Weber v. City Council, Huber Heights, Unpublished Decision (2-9-2001)
Weber v. City Council, Huber Heights, Unpublished Decision (2-9-2001)
Opinion of the Court
We conclude that the Webers demonstrated the existence of a genuine issue of material fact upon which reasonable minds could find in their favor. Accordingly, the judgment of the trial court is Reversed, and this cause is Remanded for further proceedings.
After filing an answer denying liability, the defendants conducted depositions of the Webers during which the following was adduced.
On September 23, 1998, Rudolf Weber, and his wife, Phyllis Weber, were at their home in Huber Heights. Mr. Weber was in the living room watching television while Mrs. Weber was in the bedroom working on her computer. According to Mrs. Weber's deposition, at approximately 10:00 p.m., Mr. Weber summoned her to the living room. Upon entering the room, she observed that Mr. Weber had vomited. Mrs. Weber testified that Mr. Weber informed her that he could not get up and that she should call for emergency help. Mrs. Weber testified that when she called 911, she informed the dispatcher that her husband thought he was having a stroke.

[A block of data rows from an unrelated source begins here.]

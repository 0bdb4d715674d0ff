// SQLite connection pool setup; the schema is applied on every connect.

use crate::config::Config;
use crate::db::migration::run_migrations;
use sqlx::{migrate::MigrateDatabase, sqlite::SqlitePoolOptions, Pool, Sqlite};
use std::time::Duration;
use tracing::info;

pub async fn establish_connection(config: &Config) -> Result<Pool<Sqlite>, sqlx::Error> {
    let max_connections = if config.is_in_memory() {
        1
    } else {
        config.db_max_connections
    };
    connect(&config.database_url, max_connections).await
}

pub async fn connect(
    database_url: &str,
    max_connections: u32,
) -> Result<Pool<Sqlite>, sqlx::Error> {
    let in_memory = database_url.contains(":memory:");

    // Create database if it doesn't exist
    if !in_memory && !Sqlite::database_exists(database_url).await.unwrap_or(false) {
        info!("Creating database at {}", database_url);
        Sqlite::create_database(database_url).await?;
    }

    let mut options = SqlitePoolOptions::new().max_connections(max_connections);
    if in_memory {
        // Each in-memory connection is its own database; never let the pool recycle it.
        options = options
            .min_connections(1)
            .idle_timeout(None::<Duration>)
            .max_lifetime(None::<Duration>);
    }
    let pool = options.connect(database_url).await?;

    if !in_memory {
        sqlx::query("PRAGMA journal_mode=WAL").execute(&pool).await?;
    }

    run_migrations(&pool).await?;

    Ok(pool)
}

Mrs. Weber testified that the EMT's arrived at the residence within fifteen minutes, and that they brought a stretcher into the house. She testified that she went into another room while they examined her husband. She testified that she heard the EMT's ask Mr. Weber whether he wanted to go to the hospital. She further testified that the EMT's told Mr. Weber that he would have to get up and walk to the stretcher. According to her testimony, Mr. Weber attempted to get up and go to the stretcher, but informed the EMT's that he was unable to do so. She testified that the EMT's then informed her that Mr. Weber's vital signs were "fine" and that he was suffering from a "panic attack."
Mrs. Weber testified that she did not disagree with the EMT's, but did think that something else besides anxiety was wrong with her husband.1 Mrs. Weber called Mr. Weber's parents, but due to the late hour hung up before they answered. She also called Mr. Weber's daughter, but no one answered. After determining that Mr. Weber was not getting worse, Mrs. Weber went to sleep in the bedroom.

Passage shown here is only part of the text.